AP Benhayoun
La peste de Marseille débute le 20 juin 1720 vraisemblablement importée par le navire, Le Grand-Saint-Antoine, à quai depuis le mois de mai, qui revenait de Syrie et transportait des soieries contaminées destinées à la foire de Beaucaire.
Selon le constat de J.N Biraben, la peste de Marseille ne s’est pas étendue en Provence par voisinage continu, en tache d’huile. Elle s’étend par foyers compartimentés, isolés entre eux par des paroisses indemnes. L’extension de la peste suit les routes. Il en déduit que la peste en Provence ne s’est pas disséminée de terrier à terrier par des rongeurs sauvages, mais bien par l’Homme en déplacement.

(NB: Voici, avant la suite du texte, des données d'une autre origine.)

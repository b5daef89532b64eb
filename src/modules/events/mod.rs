//! Crawl events.
//!
//! Structured hooks around fetching and page processing. The crawler always
//! registers [`LoggingHandler`] and [`MetricsHandler`]; embedders can add
//! their own through the builder.

use chrono::{DateTime, Utc};
use std::sync::Arc;
use std::time::Duration;
use url::Url;

use super::metrics::CrawlMetrics;

/// Where an error event originated.
#[derive(Debug, Clone, Copy, PartialEq, Eq)]
pub enum ErrorScope {
    /// One failed fetch attempt.
    Fetch,
    /// A page whose processing was abandoned.
    Page,
}

#[derive(Debug, Clone)]
pub enum CrawlEvent {
    CrawlStarted {
        max_pages: Option<u32>,
        timestamp: DateTime<Utc>,
    },
    PageRequested {
        url: Url,
        attempt: u32,
        user_agent: Option<String>,
    },
    PageFetched {
        url: Url,
        status: u16,
        latency: Duration,
    },
    Retry {
        url: Url,
        attempt: u32,
        delay: Duration,
        reason: String,
    },
    PageParsed {
        page: u32,
        found: usize,
        skipped: usize,
        duration: Duration,
    },
    RecordSkipped {
        page: u32,
        reason: String,
    },
    Deduplicated {
        page: u32,
        new: usize,
        duplicates: usize,
    },
    Error {
        scope: ErrorScope,
        url: Option<Url>,
        page: Option<u32>,
        message: String,
    },
    CrawlFinished {
        pages: u32,
        failed: bool,
    },
}

pub trait EventHandler: Send + Sync {
    fn handle(&self, event: &CrawlEvent);
}

/// Broadcasts events to registered handlers in registration order.
#[derive(Default)]
pub struct EventDispatcher {
    handlers: Vec<Arc<dyn EventHandler>>,
}

impl EventDispatcher {
    pub fn new() -> Self {
        Self {
            handlers: Vec::new(),
        }
    }

    pub fn register_handler(&mut self, handler: Arc<dyn EventHandler>) {
        self.handlers.push(handler);
    }

    pub fn dispatch(&self, event: CrawlEvent) {
        for handler in &self.handlers {
            handler.handle(&event);
        }
    }
}

impl std::fmt::Debug for EventDispatcher {
    fn fmt(&self, f: &mut std::fmt::Formatter<'_>) -> std::fmt::Result {
        f.debug_struct("EventDispatcher")
            .field("handlers", &self.handlers.len())
            .finish()
    }
}

/// Renders events through the `log` facade.
#[derive(Debug)]
pub struct LoggingHandler;

impl EventHandler for LoggingHandler {
    fn handle(&self, event: &CrawlEvent) {
        match event {
            CrawlEvent::CrawlStarted { max_pages, .. } => match max_pages {
                Some(limit) => log::info!("crawl started (max {limit} pages)"),
                None => log::info!("crawl started (no page limit)"),
            },
            CrawlEvent::PageRequested {
                url,
                attempt,
                user_agent,
            } => {
                log::debug!(
                    "-> GET {url} (attempt {attempt}, ua {})",
                    user_agent.as_deref().unwrap_or("-")
                );
            }
            CrawlEvent::PageFetched {
                url,
                status,
                latency,
            } => {
                log::debug!("<- {url} -> {status} ({:.2}s)", latency.as_secs_f64());
            }
            CrawlEvent::Retry {
                url,
                attempt,
                delay,
                reason,
            } => {
                log::info!(
                    "retry {url} after attempt {attempt} in {:.2}s: {reason}",
                    delay.as_secs_f64()
                );
            }
            CrawlEvent::PageParsed {
                page,
                found,
                skipped,
                duration,
            } => {
                log::info!(
                    "page {page}: {found} listings, {skipped} skipped ({:.3}s)",
                    duration.as_secs_f64()
                );
            }
            CrawlEvent::RecordSkipped { page, reason } => {
                log::debug!("page {page}: record skipped ({reason})");
            }
            CrawlEvent::Deduplicated {
                page,
                new,
                duplicates,
            } => {
                log::info!("page {page}: {new} new, {duplicates} duplicates");
            }
            CrawlEvent::Error {
                scope,
                url,
                page,
                message,
            } => match (scope, page, url) {
                (ErrorScope::Page, Some(page), _) => log::error!("page {page} failed: {message}"),
                (_, _, Some(url)) => log::warn!("fetch {url} failed: {message}"),
                _ => log::warn!("{message}"),
            },
            CrawlEvent::CrawlFinished { pages, failed } => {
                if *failed {
                    log::warn!("crawl stopped after {pages} pages on error");
                } else {
                    log::info!("crawl finished after {pages} pages");
                }
            }
        }
    }
}

/// Feeds [`CrawlMetrics`] from the event stream.
#[derive(Clone, Debug)]
pub struct MetricsHandler {
    metrics: CrawlMetrics,
}

impl MetricsHandler {
    pub fn new(metrics: CrawlMetrics) -> Self {
        Self { metrics }
    }
}

impl EventHandler for MetricsHandler {
    fn handle(&self, event: &CrawlEvent) {
        match event {
            CrawlEvent::CrawlStarted { timestamp, .. } => self.metrics.mark_started(*timestamp),
            CrawlEvent::PageFetched {
                status, latency, ..
            } => self.metrics.record_response(*status, *latency),
            CrawlEvent::PageParsed {
                found,
                skipped,
                duration,
                ..
            } => self.metrics.record_page(*found, *skipped, *duration),
            CrawlEvent::Deduplicated {
                new, duplicates, ..
            } => self.metrics.record_dedup(*new, *duplicates),
            CrawlEvent::Error { scope, .. } => match scope {
                ErrorScope::Fetch => self.metrics.record_fetch_error(),
                ErrorScope::Page => self.metrics.record_page_failure(),
            },
            _ => {}
        }
    }
}

#[cfg(test)]
mod tests {
    use super::*;

    struct CountingHandler(std::sync::Mutex<usize>);

    impl EventHandler for CountingHandler {
        fn handle(&self, _event: &CrawlEvent) {
            *self.0.lock().unwrap() += 1;
        }
    }

    #[test]
    fn dispatches_to_handlers() {
        let mut dispatcher = EventDispatcher::new();
        let counter = Arc::new(CountingHandler(std::sync::Mutex::new(0)));
        dispatcher.register_handler(counter.clone());
        dispatcher.register_handler(Arc::new(LoggingHandler));
        dispatcher.dispatch(CrawlEvent::RecordSkipped {
            page: 1,
            reason: "missing title".into(),
        });
        assert_eq!(*counter.0.lock().unwrap(), 1);
    }

    #[test]
    fn metrics_handler_splits_error_scopes() {
        let metrics = CrawlMetrics::new();
        let handler = MetricsHandler::new(metrics.clone());
        handler.handle(&CrawlEvent::Error {
            scope: ErrorScope::Fetch,
            url: None,
            page: None,
            message: "timeout".into(),
        });
        handler.handle(&CrawlEvent::Error {
            scope: ErrorScope::Page,
            url: None,
            page: Some(2),
            message: "retries exhausted".into(),
        });
        handler.handle(&CrawlEvent::PageParsed {
            page: 1,
            found: 3,
            skipped: 1,
            duration: Duration::from_millis(5),
        });

        let stats = metrics.snapshot();
        assert_eq!(stats.fetch_errors, 1);
        assert_eq!(stats.pages_failed, 1);
        assert_eq!(stats.errors, 2);
        assert_eq!(stats.listings_found, 3);
    }
}
use axum::{extract::State, http::header, response::IntoResponse, Json};
use serde::Serialize;
use std::path::PathBuf;
use std::sync::Arc;

use preprocessing_core::WorkerStatus;

use crate::metrics::{collect_dynamic_metrics, encode_metrics};
use crate::state::AppState;

#[derive(Serialize)]
pub struct HealthResponse {
    pub status: String,
}

pub async fn health() -> Json<HealthResponse> {
    Json(HealthResponse {
        status: "ok".to_string(),
    })
}

/// What this worker serves and how busy it is.
#[derive(Debug, Serialize)]
pub struct WorkerInfoResponse {
    pub namespace: String,
    pub task_queue: String,
    pub workflow_name: String,
    pub shared_path: PathBuf,
    #[serde(flatten)]
    pub status: WorkerStatus,
}

pub async fn worker_info(State(state): State<Arc<AppState>>) -> Json<WorkerInfoResponse> {
    let config = state.config();
    Json(WorkerInfoResponse {
        namespace: config.temporal.namespace.clone(),
        task_queue: config.temporal.task_queue.clone(),
        workflow_name: config.temporal.workflow_name.clone(),
        shared_path: state.worker().workflow().shared_path().to_path_buf(),
        status: state.worker().status(),
    })
}

/// Prometheus text exposition.
pub async fn metrics(State(state): State<Arc<AppState>>) -> impl IntoResponse {
    collect_dynamic_metrics(&state);
    (
        [(header::CONTENT_TYPE, "text/plain; version=0.0.4")],
        encode_metrics(),
    )
}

Une autre théorie est celle de Frédérique Audouin-Rouzeau qui considère que la peste de Provence est bien une peste par puces du rat, les rats nichant dans les ballots d’étoffe et de vêtements transportés à pied ou à charrettes sur les routes.

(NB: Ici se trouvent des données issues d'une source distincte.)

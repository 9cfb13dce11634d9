//! Types for the preprocessing workflow.

use serde::{Deserialize, Serialize};
use thiserror::Error;

use crate::eventlog::EventLog;

/// Summary outcome of a whole run.
#[derive(Debug, Clone, Copy, Default, PartialEq, Eq, Hash, Serialize, Deserialize)]
#[serde(rename_all = "snake_case")]
pub enum Outcome {
    #[default]
    Success,
    SystemError,
    /// Reserved for content validation; no step produces it yet.
    ContentError,
}

impl Outcome {
    pub fn as_str(&self) -> &'static str {
        match self {
            Self::Success => "success",
            Self::SystemError => "system_error",
            Self::ContentError => "content_error",
        }
    }
}

impl std::fmt::Display for Outcome {
    fn fmt(&self, f: &mut std::fmt::Formatter<'_>) -> std::fmt::Result {
        f.write_str(self.as_str())
    }
}

/// Input of a preprocessing run.
#[derive(Debug, Clone, Default, PartialEq, Eq, Serialize, Deserialize)]
pub struct PreprocessingParams {
    /// Transfer directory, relative to the shared path.
    #[serde(alias = "relativePath")]
    pub relative_path: String,
}

impl PreprocessingParams {
    pub fn new(relative_path: impl Into<String>) -> Self {
        Self {
            relative_path: relative_path.into(),
        }
    }
}

/// Output of a preprocessing run.
#[derive(Debug, Clone, Default, PartialEq, Eq, Serialize, Deserialize)]
pub struct PreprocessingResult {
    pub outcome: Outcome,
    pub relative_path: String,
    pub preservation_tasks: EventLog,
}

/// Errors that abort a run without producing a result.
#[derive(Debug, Clone, PartialEq, Eq, Error)]
pub enum WorkflowError {
    /// The caller passed malformed parameters.
    #[error("error calling workflow with unexpected inputs: {reason}")]
    InvalidInput { reason: String },
}

impl WorkflowError {
    pub fn invalid_input(reason: impl Into<String>) -> Self {
        Self::InvalidInput {
            reason: reason.into(),
        }
    }

    /// Whether the scheduling layer may retry the run.
    pub fn is_retryable(&self) -> bool {
        match self {
            Self::InvalidInput { .. } => false,
        }
    }
}

#[cfg(test)]
mod tests {
    use super::*;

    #[test]
    fn test_params_accept_camel_case_alias() {
        let params: PreprocessingParams =
            serde_json::from_str(r#"{"relativePath": "transfer"}"#).unwrap();
        assert_eq!(params.relative_path, "transfer");

        let params: PreprocessingParams =
            serde_json::from_str(r#"{"relative_path": "transfer"}"#).unwrap();
        assert_eq!(params, PreprocessingParams::new("transfer"));
    }

    #[test]
    fn test_outcome_serialization() {
        assert_eq!(
            serde_json::to_string(&Outcome::SystemError).unwrap(),
            "\"system_error\""
        );
        let parsed: Outcome = serde_json::from_str("\"content_error\"").unwrap();
        assert_eq!(parsed, Outcome::ContentError);
    }

    #[test]
    fn test_invalid_input_is_not_retryable() {
        let err = WorkflowError::invalid_input("relative path is empty");
        assert!(!err.is_retryable());
        assert_eq!(
            err.to_string(),
            "error calling workflow with unexpected inputs: relative path is empty"
        );
    }
}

Elle s’étend hors de la ville à partir du 21 juillet 1720, le 1er aout elle touche Cassis à l’est, Aix-en-Provence et Apt au Nord. Fin août, elle atteint Toulon et se répand ensuite dans toute la Provence et le Languedoc jusqu’à la fin de 1722 et après des interruptions hivernales.
Le 14 septembre 1720, le Conseil du Roi promulgue un arrêt mettant en quarantaine toute la Provence pour éviter la propagation de l’épidémie, mais celle-ci reprend son intensité au printemps 1721, pour s’éteindre progressivement l’année suivante.
A l’époque l’encadrement médical étant faible, il n’y avait pas d’autres moyens que d’interdire les déplacements. Se déplacer sans attestation pouvait entraîner la peine de mort (1).
Au total cette peste de 1720-1722 a touché 242 communautés de Provence, Comtat et Languedoc faisant près de 120 000 victimes sur les 400 000 habitants que comptait la Provence à cette époque, soit près d’un tiers de la population.
La réaction dominante de la population est la fuite. Les plus aisés (bourgeoisie urbaine) se réfugient dans leurs bastides de terroir. Les autres chez des parents éloignés quand ils en ont. Des familles abandonnent leurs malades en laissant une cruche d’eau. Les gens des villes fuient dans les villages environnants, ceux des villages dans les hameaux, et ceux des hameaux dans des cabanes en forêt ou en montagne. D’autres restent barricadés chez eux.
« Tandis que dans les villes maritimes la volupté souillait des âmes jusqu’alors pures, les courtisanes d’Aix, au contraire, comme frappées d’une inspiration divine et d’un soudain repentir, couraient aux infirmeries se dévouer à une mort certaine en servant les malades. »
La réponse des Autorités
Après presque trois siècles d’expériences répétées de peste, le Parlement de Provence s’était doté d’un règlement en 127 articles sur les mesures à prendre. Ce règlement prévoit une interdiction de circulation et le blocus des communautés atteintes. Encore faut-il être informé pour déclencher les mesures. Il existe un réseau informel de correspondants, mais qui fonctionne de façon indirecte, c’est-à-dire qu’une ville ne dira pas que la peste est chez elle, elle informera une autre ville que la peste est dans une troisième ville. Pour s’informer, des villes envoient des missions d’enquêtes, composées de médecins et de magistrats.
89 postes de garde bloquent les principales routes de sortie de Marseille. Des barrières-marchés sont mis en place : les affaires se traitent à portée de voix, les marchandises sont apportées, et laissées sur la route de l’autre côté de la barrière, que les bloqués viennent chercher. Dans les villes on nomme des « bureaux de santé » qui ont tout pouvoir pour prendre les mesures d’urgences. Dès le 5 août 1720, les ports et points de passage sur la Durance sont bloqués. Pour circuler, il faut un billet de santé, attestant que l’on vient d’une ville saine.
(1) Les règlements sont très sévères, les troupes peuvent tirer à vue sur ceux qui tentent de franchir les lignes, avec exécution immédiate et sans procès des personnes prises échappées de quarantaine.